Learn more about Georgia’s agro-biodiversity


The project which aims to revive the country’s agro-biodiversity by promoting the re-introduction and sustainable use of the country’s agro-biodiversity through improving access to seed stock and planting material, providing extension services to farmers, and facilitating experience-sharing among farmers, research stations, and other stakeholders.

Prior to the project, the seed material of the local landraces seemed to be completely forgotten. The project has established a seed multiplication system to encourage local farmers to use and sow local landraces and by 2009, 28 land-races and varieties (52% of all known for Georgia) were being used for subsistence production, and seven land races (13% of all landraces) were in commercial use.   At this point, 189 households are cultivating land-races and local varieties and more than 80% of these households are reporting higher pulse diversity on-farm, diversification of the family diet, and higher nutrition levels. The revived landraces and local varieties have demonstrated a much higher resistance to droughts, pests, and harsh winters. Eleven farmers and three farmer cooperatives confirmed higher incomes from trading of their harvests and seeds. The six revived native legume crops are now being sold to retailers on the local market with a 10% premium compared to the imported common beans widely available in Georgia. For the last three years the volume of sales has been growing at almost 100% every year. While the sales revenue for the farmers has been on the rise, further financial returns are gained through almost zero application of chemical fertilizers.

Farmer’s Voices

Famers from the Samtskhe-Javakheti farm of the Elkana Assocation reflect about the project (quotes taken from the movie “Restoring Georgia’s Agrobiodiversity”)
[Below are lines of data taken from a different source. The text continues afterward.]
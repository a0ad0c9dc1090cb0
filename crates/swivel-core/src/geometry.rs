#[derive(Clone, Copy, Debug, Default, PartialEq)]
pub struct Vec2 {
    pub x: f32,
    pub y: f32,
}

#[derive(Clone, Copy, Debug, Default, PartialEq)]
pub struct Size {
    pub width: f32,
    pub height: f32,
}

#[derive(Clone, Copy, Debug, Default, PartialEq)]
pub struct Rect {
    pub x: f32,
    pub y: f32,
    pub w: f32,
    pub h: f32,
}

impl Rect {
    pub fn contains(&self, p: Vec2) -> bool {
        p.x >= self.x && p.x <= self.x + self.w && p.y >= self.y && p.y <= self.y + self.h
    }
}

/// Linear interpolation of `t` from the `input` range onto the `output` range,
/// with piecewise segments when the ranges have more than two stops.
/// Values outside the input range extrapolate from the nearest segment.
pub fn interpolate(t: f32, input: &[f32], output: &[f32]) -> f32 {
    debug_assert!(input.len() == output.len() && input.len() >= 2);
    let last = input.len() - 1;
    let mut seg = last - 1;
    for i in 0..last {
        if t < input[i + 1] {
            seg = i;
            break;
        }
    }
    let (lo, hi) = (input[seg], input[seg + 1]);
    let span = hi - lo;
    if span.abs() < f32::EPSILON {
        return output[seg];
    }
    let frac = (t - lo) / span;
    output[seg] + (output[seg + 1] - output[seg]) * frac
}

#[cfg(test)]
mod tests {
    use super::*;

    #[test]
    fn interpolate_two_stop() {
        assert_eq!(interpolate(0.5, &[0.0, 1.0], &[0.0, 10.0]), 5.0);
        assert_eq!(interpolate(0.0, &[0.0, 1.0], &[0.0, 10.0]), 0.0);
    }

    #[test]
    fn interpolate_piecewise() {
        let input = [0.0, 10.0, 20.0, 30.0];
        let output = [-50.0, -30.0, 30.0, 50.0];
        assert_eq!(interpolate(0.0, &input, &output), -50.0);
        assert_eq!(interpolate(15.0, &input, &output), 0.0);
        assert_eq!(interpolate(30.0, &input, &output), 50.0);
    }

    #[test]
    fn interpolate_extrapolates_past_ends() {
        let v = interpolate(40.0, &[0.0, 10.0, 20.0, 30.0], &[-50.0, -30.0, 30.0, 50.0]);
        assert!(v > 50.0);
    }
}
  • “I have been receiving the project’s help since 2004, when Elkana invited me to the farmer association for native crops. Ever since then, my harvests have been good, I make better profits, and every year I try to sow more and have greater yields.”
  • “Everyone has become interested. All my neighbors are cultivating crops promoted by this project.”
  • “It seems, Georgia has a market for it, and it makes sense to sow more. Products from native crops are wholesome, natural, and delicious. We advise everyone to grow these crops and to cook different and wholesome dishes with them.”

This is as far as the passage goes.